Top of Data for this exercise

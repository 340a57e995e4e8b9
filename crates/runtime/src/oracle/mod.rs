//! Runtime wrappers around static combat content.
//!
//! These implementations expose `combat-core` oracle traits and bundle them
//! into an [`OracleManager`] so the orchestrator can build a [`CombatEnv`]
//! per round. Content is immutable at runtime; dynamic state lives in the
//! store.
mod maps;
mod monsters;
mod skills;
mod tables;

use std::sync::Arc;

use combat_content::ContentCatalog;
use combat_core::{CombatConfig, CombatEnv, LearnedSkill, MapDefinition, MapId, MapOracle, SkillOracle};

pub use maps::MapOracleImpl;
pub use monsters::MonsterOracleImpl;
pub use skills::SkillOracleImpl;
pub use tables::TablesOracleImpl;

use crate::repository::KnownSkill;

/// Manages all oracle implementations and provides unified access
#[derive(Clone)]
pub struct OracleManager {
    pub(crate) monsters: Arc<MonsterOracleImpl>,
    pub(crate) maps: Arc<MapOracleImpl>,
    pub(crate) skills: Arc<SkillOracleImpl>,
    pub(crate) tables: Arc<TablesOracleImpl>,
    pub(crate) config: Arc<CombatConfig>,
}

impl OracleManager {
    pub fn new(
        monsters: Arc<MonsterOracleImpl>,
        maps: Arc<MapOracleImpl>,
        skills: Arc<SkillOracleImpl>,
        tables: Arc<TablesOracleImpl>,
        config: Arc<CombatConfig>,
    ) -> Self {
        Self {
            monsters,
            maps,
            skills,
            tables,
            config,
        }
    }

    pub fn from_catalog(catalog: ContentCatalog) -> Self {
        Self::new(
            Arc::new(MonsterOracleImpl::new(catalog.monsters)),
            Arc::new(MapOracleImpl::new(catalog.maps)),
            Arc::new(SkillOracleImpl::new(catalog.skills)),
            Arc::new(TablesOracleImpl::new(catalog.tables)),
            Arc::new(catalog.config),
        )
    }

    pub fn combat_env(&self) -> CombatEnv<'_> {
        CombatEnv::new(self.monsters.as_ref(), self.tables.as_ref())
    }

    pub fn config(&self) -> &CombatConfig {
        &self.config
    }

    pub fn map(&self, id: MapId) -> Option<MapDefinition> {
        self.maps.map(id)
    }

    /// Resolves a character's known skills; unknown ids are dropped.
    pub fn learned_skills(&self, known: &[KnownSkill]) -> Vec<LearnedSkill> {
        known
            .iter()
            .filter_map(|entry| match self.skills.skill(entry.id) {
                Some(skill) => Some(LearnedSkill {
                    skill,
                    active: entry.active,
                }),
                None => {
                    tracing::warn!("Ignoring unknown {}", entry.id);
                    None
                }
            })
            .collect()
    }
}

Bottom of Data for this exercise

Exercise details:
Using the data above, repeat exactly the lines that begin at the line with "use combat_content::ContentCatalog;" and end at the line with "provides unified access", both ends included.

Expected answer:
use combat_content::ContentCatalog;
use combat_core::{CombatConfig, CombatEnv, LearnedSkill, MapDefinition, MapId, MapOracle, SkillOracle};

pub use maps::MapOracleImpl;
pub use monsters::MonsterOracleImpl;
pub use skills::SkillOracleImpl;
pub use tables::TablesOracleImpl;

use crate::repository::KnownSkill;

/// Manages all oracle implementations and provides unified access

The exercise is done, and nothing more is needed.